Background In the DAWNING study, dolutegravir + 2 nucleoside reverse transcriptase inhibitors (NRTIs) demonstrated superior efficacy at Week 48 and a favourable safety profile compared with lopinavir/ritonavir + 2 NRTIs in adults with HIV-1 failing first-line therapy of a non-nucleoside reverse transcriptase inhibitor + 2 NRTIs. Methods Participants at 58 centres in 13 countries were randomised (1:1) to 52 weeks of open-label treatment with dolutegravir or lopinavir/ritonavir combined with 2 investigator-selected NRTIs, including at least one fully active NRTI based on screening resistance testing. The primary endpoint was the proportion of participants achieving HIV-1 RNA <50 copies/ml at Week 48 (Snapshot algorithm).

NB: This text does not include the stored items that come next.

//! # Event Sources
//!
//! Line interrupts and out-of-band (doorbell style) event channels between
//! host and modem.

use alloc::sync::Arc;

// =============================================================================
// OUT-OF-BAND EVENTS
// =============================================================================

bitflags::bitflags! {
    /// Device-to-host out-of-band events
    #[derive(Debug, Clone, Copy, PartialEq, Eq, Hash, Default)]
    pub struct D2hEvent: u32 {
        /// Deep-sleep lock acknowledged
        const PCIE_DS_LOCK = 1 << 8;
        /// Suspend request acknowledged
        const PM_SUSPEND_ACK = 1 << 9;
        /// Resume request acknowledged
        const PM_RESUME_ACK = 1 << 10;
        /// SAP is ready to start its handshake
        const ASYNC_HS_NOTIFY_SAP = 1 << 15;
        /// MD is ready to start its handshake
        const ASYNC_HS_NOTIFY_MD = 1 << 16;
        /// Device entered exception handling
        const EXCEPT_INIT = 1 << 24;
        /// Device finished exception init
        const EXCEPT_INIT_DONE = 1 << 25;
        /// Device cleared its queues
        const EXCEPT_CLEARQ_DONE = 1 << 26;
        /// Device reset all queues
        const EXCEPT_ALLQ_RESET = 1 << 27;
        /// Boot flow advanced; device-state register changed
        const BOOT_FLOW_SYNC = 1 << 28;

        /// Handshake notifications
        const HS_NOTIFY = Self::ASYNC_HS_NOTIFY_SAP.bits() | Self::ASYNC_HS_NOTIFY_MD.bits();
        /// Exception notifications
        const EXCEPT = Self::EXCEPT_INIT.bits()
            | Self::EXCEPT_INIT_DONE.bits()
            | Self::EXCEPT_CLEARQ_DONE.bits()
            | Self::EXCEPT_ALLQ_RESET.bits();
    }
}

bitflags::bitflags! {
    /// Host-to-device out-of-band events
    #[derive(Debug, Clone, Copy, PartialEq, Eq, Hash, Default)]
    pub struct H2dEvent: u32 {
        /// Acknowledge exception init
        const EXCEPT_ACK = 1 << 1;
        /// Acknowledge exception queue clear
        const EXCEPT_CLEARQ_ACK = 1 << 2;
        /// Request deep-sleep lock
        const PCIE_DS_LOCK = 1 << 3;
        /// Request suspend
        const PM_SUSPEND_REQ = 1 << 9;
        /// Request resume
        const PM_RESUME_REQ = 1 << 10;
        /// Ask the device to reset itself
        const DEVICE_RESET = 1 << 13;
    }
}

// =============================================================================
// LINE INTERRUPTS
// =============================================================================

/// Line interrupt sources owned by the lifecycle controller
#[derive(Debug, Clone, Copy, PartialEq, Eq, PartialOrd, Ord, Hash)]
#[repr(u32)]
pub enum IrqSource {
    /// SAP reset generation unit
    SapRgu = 0,
    /// MD reset generation unit
    MdRgu  = 1,
}

impl IrqSource {
    /// Every line interrupt the controller registers
    pub const ALL: [IrqSource; 2] = [IrqSource::SapRgu, IrqSource::MdRgu];
}

// =============================================================================
// HANDLERS
// =============================================================================

/// Callback for a line interrupt; runs in interrupt-like context
pub type IrqHandler = Arc<dyn Fn(IrqSource) + Send + Sync>;

/// Callback for out-of-band events; receives the bits that fired
pub type ExtEventHandler = Arc<dyn Fn(D2hEvent) + Send + Sync>;
//! # Event Source Routing
//!
//! Line interrupts, doorbells and control-channel frames are turned into
//! queued events here. Every callback runs in the producer's context and
//! only submits with [`SubmitMode::ATOMIC`]; nothing here touches FSM state.

use std::sync::Arc;

use mdfsm_handshake::wire::CtrlHeader;
use mdfsm_handshake::{CtrlMsgId, HandshakeInfo};
use mdfsm_hal::{ControlChannel, D2hEvent, Endpoint, IrqSource, ModemHal};

use crate::dispatcher::EventSubmitter;
use crate::error::Result;
use crate::event::{EventFlag, EventId, SubmitMode};
use crate::timer::TimerHandle;

/// Exception and boot doorbells shared by both endpoints
pub(crate) const DEVICE_EVENTS: D2hEvent = D2hEvent::EXCEPT_INIT
    .union(D2hEvent::EXCEPT_CLEARQ_DONE)
    .union(D2hEvent::EXCEPT_ALLQ_RESET)
    .union(D2hEvent::BOOT_FLOW_SYNC);

/// Doorbell announcing that an endpoint is ready for stage 1
pub(crate) const fn hs_notify(endpoint: Endpoint) -> D2hEvent {
    match endpoint {
        Endpoint::Md => D2hEvent::ASYNC_HS_NOTIFY_MD,
        Endpoint::Sap => D2hEvent::ASYNC_HS_NOTIFY_SAP,
    }
}

const fn hs_start(endpoint: Endpoint) -> EventFlag {
    match endpoint {
        Endpoint::Md => EventFlag::MD_HS_START,
        Endpoint::Sap => EventFlag::SAP_HS_START,
    }
}

const fn hs2_done(endpoint: Endpoint) -> EventFlag {
    match endpoint {
        Endpoint::Md => EventFlag::MD_HS2_DONE,
        Endpoint::Sap => EventFlag::SAP_HS2_DONE,
    }
}

fn queue(submitter: &EventSubmitter, id: EventId, flag: EventFlag, data: &[u8]) {
    if let Err(e) = submitter.submit(id, flag, data, SubmitMode::ATOMIC) {
        log::warn!(target: "mdfsm::dispatch", "dropped {} {:?}: {}", id, flag, e);
    }
}

/// Route device-to-host doorbells
pub(crate) fn route_device_events(submitter: &EventSubmitter, poll_now: &TimerHandle, events: D2hEvent) {
    for ep in Endpoint::ALL {
        if events.contains(hs_notify(ep)) {
            queue(submitter, EventId::Startup, hs_start(ep), &[]);
        }
    }
    let except = [
        (D2hEvent::EXCEPT_INIT, EventFlag::MDEE_INIT),
        (D2hEvent::EXCEPT_CLEARQ_DONE, EventFlag::MDEE_CLEARQ_DONE),
        (D2hEvent::EXCEPT_ALLQ_RESET, EventFlag::MDEE_ALLQ_RESET),
    ];
    for (bit, flag) in except {
        if events.contains(bit) {
            queue(submitter, EventId::Mdee, flag, &[]);
        }
    }
    if events.contains(D2hEvent::BOOT_FLOW_SYNC) {
        poll_now.arm(std::time::Duration::ZERO);
    }
}

/// Route one received control frame
pub(crate) fn route_ctrl_msg(
    submitter: &EventSubmitter,
    endpoint: Endpoint,
    flashless: bool,
    msg: &[u8],
) {
    let id = match CtrlHeader::parse(msg).and_then(|(hdr, _)| hdr.msg_id()) {
        Ok(id) => id,
        Err(e) => {
            log::warn!(target: "mdfsm::handshake", "{}: dropped malformed frame: {}", endpoint, e);
            return;
        },
    };
    log::trace!(target: "mdfsm::handshake", "{}: rx {:?} ({} bytes)", endpoint, id, msg.len());

    let (event, flag) = match (id, endpoint) {
        (CtrlMsgId::Hs2, ep) => (EventId::Startup, hs2_done(ep)),
        (CtrlMsgId::Hs4, Endpoint::Md) if flashless => (EventId::Startup, EventFlag::MD_HS4_DONE),
        (CtrlMsgId::Mdee, _) => (EventId::Mdee, EventFlag::MDEE_MSG),
        (CtrlMsgId::MdeeRecOk, _) => (EventId::Mdee, EventFlag::MDEE_RECV_OK),
        (CtrlMsgId::MdeePass, _) => (EventId::Mdee, EventFlag::MDEE_PASS),
        (other, ep) => {
            log::debug!(target: "mdfsm::handshake", "{}: ignoring {:?}", ep, other);
            return;
        },
    };
    queue(submitter, event, flag, msg);
}

/// Registrations made on the HAL and control channels for one session
pub(crate) struct Sources {
    hal: Arc<dyn ModemHal>,
    channels: [Arc<dyn ControlChannel>; 2],
    hs_events: [D2hEvent; 2],
    submitter: EventSubmitter,
    poll_now: TimerHandle,
    flashless: bool,
    registered: bool,
}

impl Sources {
    pub(crate) fn new(
        hal: Arc<dyn ModemHal>,
        endpoints: &[HandshakeInfo; 2],
        submitter: EventSubmitter,
        poll_now: TimerHandle,
        flashless: bool,
    ) -> Self {
        Self {
            hal,
            channels: [endpoints[0].channel().clone(), endpoints[1].channel().clone()],
            hs_events: [endpoints[0].event_source(), endpoints[1].event_source()],
            submitter,
            poll_now,
            flashless,
            registered: false,
        }
    }

    fn all_events(&self) -> D2hEvent {
        DEVICE_EVENTS | self.hs_events[0] | self.hs_events[1]
    }

    /// Install every handler; all sources stay masked
    pub(crate) fn register(&mut self) -> Result<()> {
        if self.registered {
            return Ok(());
        }
        if let Err(e) = self.try_register() {
            self.release();
            return Err(e);
        }
        self.registered = true;
        Ok(())
    }

    fn try_register(&self) -> Result<()> {
        for src in IrqSource::ALL {
            let submitter = self.submitter.clone();
            self.hal.register_irq(
                src,
                Arc::new(move |src: IrqSource| {
                    log::warn!(target: "mdfsm::dispatch", "reset requested by device ({:?})", src);
                    queue(&submitter, EventId::DevResetReq, EventFlag::RESET_BY_DEVICE, &[]);
                }),
            )?;
        }

        for &event in &self.hs_events {
            let submitter = self.submitter.clone();
            let poll_now = self.poll_now.clone();
            self.hal.register_ext_evt(
                event,
                Arc::new(move |events: D2hEvent| route_device_events(&submitter, &poll_now, events)),
            )?;
        }

        let submitter = self.submitter.clone();
        let poll_now = self.poll_now.clone();
        self.hal.register_ext_evt(
            DEVICE_EVENTS,
            Arc::new(move |events: D2hEvent| route_device_events(&submitter, &poll_now, events)),
        )?;

        for channel in &self.channels {
            let submitter = self.submitter.clone();
            let endpoint = channel.endpoint();
            let flashless = self.flashless;
            channel.set_rx_handler(Some(Arc::new(move |msg: &[u8]| {
                route_ctrl_msg(&submitter, endpoint, flashless, msg)
            })));
        }
        Ok(())
    }

    /// Best-effort removal of whatever is installed
    fn release(&self) {
        for channel in &self.channels {
            channel.set_rx_handler(None);
        }
        for src in IrqSource::ALL {
            let _ = self.hal.unregister_irq(src);
        }
        for &event in &self.hs_events {
            let _ = self.hal.unregister_ext_evt(event);
        }
        let _ = self.hal.unregister_ext_evt(DEVICE_EVENTS);
    }

    /// Mask and drop every handler
    pub(crate) fn unregister(&mut self) {
        if !self.registered {
            return;
        }
        self.mask_all();
        self.release();
        self.registered = false;
    }

    /// Clear latched events and unmask everything
    pub(crate) fn unmask_all(&self) -> Result<()> {
        let events = self.all_events();
        self.hal.clear_ext_evt(events)?;
        self.hal.unmask_ext_evt(events)?;
        for src in IrqSource::ALL {
            self.hal.clear_irq(src)?;
            self.hal.unmask_irq(src)?;
        }
        Ok(())
    }

    /// Mask everything; failures are logged since the link may be gone
    pub(crate) fn mask_all(&self) {
        if let Err(e) = self.hal.mask_ext_evt(self.all_events()) {
            log::warn!(target: "mdfsm::fsm", "masking doorbells failed: {}", e);
        }
        for src in IrqSource::ALL {
            if let Err(e) = self.hal.mask_irq(src) {
                log::warn!(target: "mdfsm::fsm", "masking {:?} failed: {}", src, e);
            }
        }
    }
}
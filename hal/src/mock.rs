//! # Recording Mocks
//!
//! Host-side stand-ins for the HAL, control channels and exception reporter.
//! Every call is recorded so tests can assert on side effects, and the
//! registered handlers can be fired to simulate interrupts and doorbells.

use alloc::collections::BTreeMap;
use alloc::vec::Vec;
use core::sync::atomic::{AtomicBool, AtomicU32, Ordering};

use spin::Mutex;

use crate::channel::{ControlChannel, Endpoint, RxHandler};
use crate::device::{DevState, HostEvent, HwVariant, ReinitKind};
use crate::error::{HalError, HalResult};
use crate::event::{D2hEvent, ExtEventHandler, H2dEvent, IrqHandler, IrqSource};
use crate::exception::{ExceptionKind, ExceptionReporter};
use crate::ModemHal;

// =============================================================================
// CALL RECORD
// =============================================================================

/// One recorded HAL call
#[derive(Debug, Clone, Copy, PartialEq, Eq)]
pub enum HalCall {
    /// `ack_dev_state`
    AckDevState(HostEvent),
    /// `register_irq`
    RegisterIrq(IrqSource),
    /// `unregister_irq`
    UnregisterIrq(IrqSource),
    /// `mask_irq`
    MaskIrq(IrqSource),
    /// `unmask_irq`
    UnmaskIrq(IrqSource),
    /// `clear_irq`
    ClearIrq(IrqSource),
    /// `register_ext_evt`
    RegisterExtEvt(D2hEvent),
    /// `unregister_ext_evt`
    UnregisterExtEvt(D2hEvent),
    /// `mask_ext_evt`
    MaskExtEvt(D2hEvent),
    /// `unmask_ext_evt`
    UnmaskExtEvt(D2hEvent),
    /// `clear_ext_evt`
    ClearExtEvt(D2hEvent),
    /// `send_ext_evt`
    SendExtEvt(H2dEvent),
    /// `reinit`
    Reinit(ReinitKind),
    /// `link_check`
    LinkCheck,
    /// `mmio_check`
    MmioCheck,
    /// `dbg_dump`
    DbgDump,
}

// =============================================================================
// MOCK HAL
// =============================================================================

#[derive(Default)]
struct MockHalState {
    calls: Vec<HalCall>,
    irq_handlers: BTreeMap<IrqSource, IrqHandler>,
    ext_handlers: Vec<(D2hEvent, ExtEventHandler)>,
    irq_masked: BTreeMap<IrqSource, bool>,
    ext_masked: D2hEvent,
}

/// Recording [`ModemHal`] implementation
pub struct MockHal {
    variant: HwVariant,
    dev_state: AtomicU32,
    link_ok: AtomicBool,
    mmio_ok: AtomicBool,
    state: Mutex<MockHalState>,
}

impl MockHal {
    /// Create a mock for the given variant with an `Init` device state
    pub fn new(variant: HwVariant) -> Self {
        Self {
            variant,
            dev_state: AtomicU32::new(0),
            link_ok: AtomicBool::new(true),
            mmio_ok: AtomicBool::new(true),
            state: Mutex::new(MockHalState {
                ext_masked: D2hEvent::all(),
                ..MockHalState::default()
            }),
        }
    }

    /// Set the value returned by `get_dev_state`
    pub fn set_dev_state(&self, state: DevState) {
        self.dev_state.store(state.raw(), Ordering::SeqCst);
    }

    /// Make `link_check` succeed or fail
    pub fn set_link_ok(&self, ok: bool) {
        self.link_ok.store(ok, Ordering::SeqCst);
    }

    /// Make `mmio_check` succeed or fail
    pub fn set_mmio_ok(&self, ok: bool) {
        self.mmio_ok.store(ok, Ordering::SeqCst);
    }

    /// Snapshot of every recorded call
    pub fn calls(&self) -> Vec<HalCall> {
        self.state.lock().calls.clone()
    }

    /// Number of recorded calls equal to `call`
    pub fn count(&self, call: HalCall) -> usize {
        self.state.lock().calls.iter().filter(|c| **c == call).count()
    }

    /// Forget recorded calls
    pub fn clear_calls(&self) {
        self.state.lock().calls.clear();
    }

    /// Host-to-device events sent so far, in order
    pub fn sent_events(&self) -> Vec<H2dEvent> {
        self.state
            .lock()
            .calls
            .iter()
            .filter_map(|c| match c {
                HalCall::SendExtEvt(e) => Some(*e),
                _ => None,
            })
            .collect()
    }

    /// Whether every bit in `events` is currently masked
    pub fn is_ext_masked(&self, events: D2hEvent) -> bool {
        self.state.lock().ext_masked.contains(events)
    }

    /// Whether a line interrupt is currently masked
    pub fn is_irq_masked(&self, source: IrqSource) -> bool {
        self.state
            .lock()
            .irq_masked
            .get(&source)
            .copied()
            .unwrap_or(true)
    }

    /// Whether any handler is registered for `events`
    pub fn has_ext_handler(&self, events: D2hEvent) -> bool {
        self.state
            .lock()
            .ext_handlers
            .iter()
            .any(|(mask, _)| mask.intersects(events))
    }

    /// Simulate device-to-host events; masked bits are dropped
    ///
    /// Returns the number of handlers invoked.
    pub fn fire_ext_evt(&self, events: D2hEvent) -> usize {
        let targets: Vec<(D2hEvent, ExtEventHandler)> = {
            let st = self.state.lock();
            let live = events & !st.ext_masked;
            st.ext_handlers
                .iter()
                .filter(|(mask, _)| mask.intersects(live))
                .map(|(mask, h)| (*mask & live, h.clone()))
                .collect()
        };
        for (bits, handler) in &targets {
            log::trace!(target: "mdfsm::hal", "mock doorbell {:?}", bits);
            handler(*bits);
        }
        targets.len()
    }

    /// Simulate a line interrupt; ignored while masked
    pub fn fire_irq(&self, source: IrqSource) -> bool {
        let handler = {
            let st = self.state.lock();
            if st.irq_masked.get(&source).copied().unwrap_or(true) {
                return false;
            }
            st.irq_handlers.get(&source).cloned()
        };
        match handler {
            Some(h) => {
                log::trace!(target: "mdfsm::hal", "mock interrupt {:?}", source);
                h(source);
                true
            },
            None => false,
        }
    }

    fn record(&self, call: HalCall) {
        self.state.lock().calls.push(call);
    }
}

impl ModemHal for MockHal {
    fn hw_variant(&self) -> HwVariant {
        self.variant
    }

    fn get_dev_state(&self) -> DevState {
        DevState::new(self.dev_state.load(Ordering::SeqCst))
    }

    fn ack_dev_state(&self, event: HostEvent) -> HalResult<()> {
        self.record(HalCall::AckDevState(event));
        Ok(())
    }

    fn register_irq(&self, source: IrqSource, handler: IrqHandler) -> HalResult<()> {
        let mut st = self.state.lock();
        if st.irq_handlers.contains_key(&source) {
            return Err(HalError::AlreadyRegistered);
        }
        st.calls.push(HalCall::RegisterIrq(source));
        st.irq_handlers.insert(source, handler);
        st.irq_masked.insert(source, true);
        Ok(())
    }

    fn unregister_irq(&self, source: IrqSource) -> HalResult<()> {
        let mut st = self.state.lock();
        st.calls.push(HalCall::UnregisterIrq(source));
        st.irq_handlers
            .remove(&source)
            .map(|_| ())
            .ok_or(HalError::NotRegistered)
    }

    fn mask_irq(&self, source: IrqSource) -> HalResult<()> {
        let mut st = self.state.lock();
        st.calls.push(HalCall::MaskIrq(source));
        st.irq_masked.insert(source, true);
        Ok(())
    }

    fn unmask_irq(&self, source: IrqSource) -> HalResult<()> {
        let mut st = self.state.lock();
        st.calls.push(HalCall::UnmaskIrq(source));
        st.irq_masked.insert(source, false);
        Ok(())
    }

    fn clear_irq(&self, source: IrqSource) -> HalResult<()> {
        self.record(HalCall::ClearIrq(source));
        Ok(())
    }

    fn register_ext_evt(&self, events: D2hEvent, handler: ExtEventHandler) -> HalResult<()> {
        let mut st = self.state.lock();
        if st.ext_handlers.iter().any(|(mask, _)| mask.intersects(events)) {
            return Err(HalError::AlreadyRegistered);
        }
        st.calls.push(HalCall::RegisterExtEvt(events));
        st.ext_handlers.push((events, handler));
        st.ext_masked |= events;
        Ok(())
    }

    fn unregister_ext_evt(&self, events: D2hEvent) -> HalResult<()> {
        let mut st = self.state.lock();
        st.calls.push(HalCall::UnregisterExtEvt(events));
        let before = st.ext_handlers.len();
        st.ext_handlers.retain(|(mask, _)| !mask.intersects(events));
        if st.ext_handlers.len() == before {
            return Err(HalError::NotRegistered);
        }
        Ok(())
    }

    fn mask_ext_evt(&self, events: D2hEvent) -> HalResult<()> {
        let mut st = self.state.lock();
        st.calls.push(HalCall::MaskExtEvt(events));
        st.ext_masked |= events;
        Ok(())
    }

    fn unmask_ext_evt(&self, events: D2hEvent) -> HalResult<()> {
        let mut st = self.state.lock();
        st.calls.push(HalCall::UnmaskExtEvt(events));
        st.ext_masked &= !events;
        Ok(())
    }

    fn clear_ext_evt(&self, events: D2hEvent) -> HalResult<()> {
        self.record(HalCall::ClearExtEvt(events));
        Ok(())
    }

    fn send_ext_evt(&self, events: H2dEvent) -> HalResult<()> {
        self.record(HalCall::SendExtEvt(events));
        Ok(())
    }

    fn reinit(&self, kind: ReinitKind) -> HalResult<()> {
        self.record(HalCall::Reinit(kind));
        Ok(())
    }

    fn link_check(&self) -> HalResult<()> {
        self.record(HalCall::LinkCheck);
        if self.link_ok.load(Ordering::SeqCst) {
            Ok(())
        } else {
            Err(HalError::LinkDown)
        }
    }

    fn mmio_check(&self) -> HalResult<()> {
        self.record(HalCall::MmioCheck);
        if self.mmio_ok.load(Ordering::SeqCst) {
            Ok(())
        } else {
            Err(HalError::MmioFault)
        }
    }

    fn dbg_dump(&self) {
        self.record(HalCall::DbgDump);
    }
}

// =============================================================================
// MOCK CHANNEL
// =============================================================================

/// Recording [`ControlChannel`] implementation
pub struct MockChannel {
    endpoint: Endpoint,
    written: Mutex<Vec<Vec<u8>>>,
    rx: Mutex<Option<RxHandler>>,
    fail_writes: AtomicBool,
}

impl MockChannel {
    /// Create a channel for `endpoint`
    pub fn new(endpoint: Endpoint) -> Self {
        Self {
            endpoint,
            written: Mutex::new(Vec::new()),
            rx: Mutex::new(None),
            fail_writes: AtomicBool::new(false),
        }
    }

    /// Messages written so far
    pub fn written(&self) -> Vec<Vec<u8>> {
        self.written.lock().clone()
    }

    /// Most recent message written
    pub fn last_written(&self) -> Option<Vec<u8>> {
        self.written.lock().last().cloned()
    }

    /// Make subsequent writes fail
    pub fn set_fail_writes(&self, fail: bool) {
        self.fail_writes.store(fail, Ordering::SeqCst);
    }

    /// Whether a receive handler is installed
    pub fn has_rx_handler(&self) -> bool {
        self.rx.lock().is_some()
    }

    /// Deliver a message from the device side
    pub fn inject(&self, msg: &[u8]) -> bool {
        let handler = self.rx.lock().clone();
        match handler {
            Some(h) => {
                h(msg);
                true
            },
            None => false,
        }
    }
}

impl ControlChannel for MockChannel {
    fn endpoint(&self) -> Endpoint {
        self.endpoint
    }

    fn write(&self, msg: &[u8]) -> HalResult<()> {
        if self.fail_writes.load(Ordering::SeqCst) {
            return Err(HalError::ChannelWrite);
        }
        self.written.lock().push(msg.to_vec());
        Ok(())
    }

    fn set_rx_handler(&self, handler: Option<RxHandler>) {
        *self.rx.lock() = handler;
    }
}

// =============================================================================
// MOCK REPORTER
// =============================================================================

/// Recording [`ExceptionReporter`]
#[derive(Default)]
pub struct MockReporter {
    reports: Mutex<Vec<ExceptionKind>>,
}

impl MockReporter {
    /// Create an empty reporter
    pub fn new() -> Self {
        Self::default()
    }

    /// Reports received so far
    pub fn reports(&self) -> Vec<ExceptionKind> {
        self.reports.lock().clone()
    }
}

impl ExceptionReporter for MockReporter {
    fn report(&self, kind: ExceptionKind) {
        self.reports.lock().push(kind);
    }
}

#[cfg(test)]
mod tests {
    use alloc::sync::Arc;

    use super::*;

    #[test]
    fn test_masked_ext_events_are_dropped() {
        let hal = MockHal::new(HwVariant::Standard);
        let hits = Arc::new(AtomicU32::new(0));
        let h = hits.clone();
        hal.register_ext_evt(
            D2hEvent::ASYNC_HS_NOTIFY_MD,
            Arc::new(move |_| {
                h.fetch_add(1, Ordering::SeqCst);
            }),
        )
        .unwrap();

        assert_eq!(hal.fire_ext_evt(D2hEvent::ASYNC_HS_NOTIFY_MD), 0);
        hal.unmask_ext_evt(D2hEvent::ASYNC_HS_NOTIFY_MD).unwrap();
        assert_eq!(hal.fire_ext_evt(D2hEvent::ASYNC_HS_NOTIFY_MD), 1);
        assert_eq!(hits.load(Ordering::SeqCst), 1);
    }

    #[test]
    fn test_duplicate_registration_rejected() {
        let hal = MockHal::new(HwVariant::Standard);
        let noop: ExtEventHandler = Arc::new(|_| {});
        hal.register_ext_evt(D2hEvent::EXCEPT, noop.clone()).unwrap();
        assert_eq!(
            hal.register_ext_evt(D2hEvent::EXCEPT_INIT, noop),
            Err(HalError::AlreadyRegistered)
        );
    }

    #[test]
    fn test_channel_records_and_injects() {
        let ch = MockChannel::new(Endpoint::Md);
        ch.write(&[1, 2, 3]).unwrap();
        assert_eq!(ch.last_written(), Some(alloc::vec![1, 2, 3]));

        let seen = Arc::new(AtomicU32::new(0));
        let s = seen.clone();
        ch.set_rx_handler(Some(Arc::new(move |m: &[u8]| {
            s.store(m.len() as u32, Ordering::SeqCst);
        })));
        assert!(ch.inject(&[0; 12]));
        assert_eq!(seen.load(Ordering::SeqCst), 12);

        ch.set_fail_writes(true);
        assert_eq!(ch.write(&[0]), Err(HalError::ChannelWrite));
    }
}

Post-hoc efficacy analyses were performed based on baseline NRTI resistance profile and second-line NRTI use. Results Of 624 participants randomised and treated, 499 (80%) received <2 active NRTIs at Baseline. NRTI resistance was present in 561 participants (90%). Among participants receiving lamivudine or emtricitabine in the presence of M184V/I, 85% (187/220) of participants on dolutegravir versus 72% (152/210) on lopinavir/ritonavir had HIV-1 RNA <50 copies/ml at Week 48 (difference, 12.6%; 95% CI: 4.9–20.3%). High responses were also observed in the dolutegravir group, when zidovudine or tenofovir disoproxil fumarate were included in the background regimen in the presence of thymidine analogue mutations or K65R, respectively; however, participant numbers in these subgroups were small. Conclusions Response rates were high in participants receiving dolutegravir + 2 NRTIs as second-line treatment regardless of pre-existing resistance to one of the NRTIs, including in participants using lamivudine or emtricitabine in the presence of M184V/I.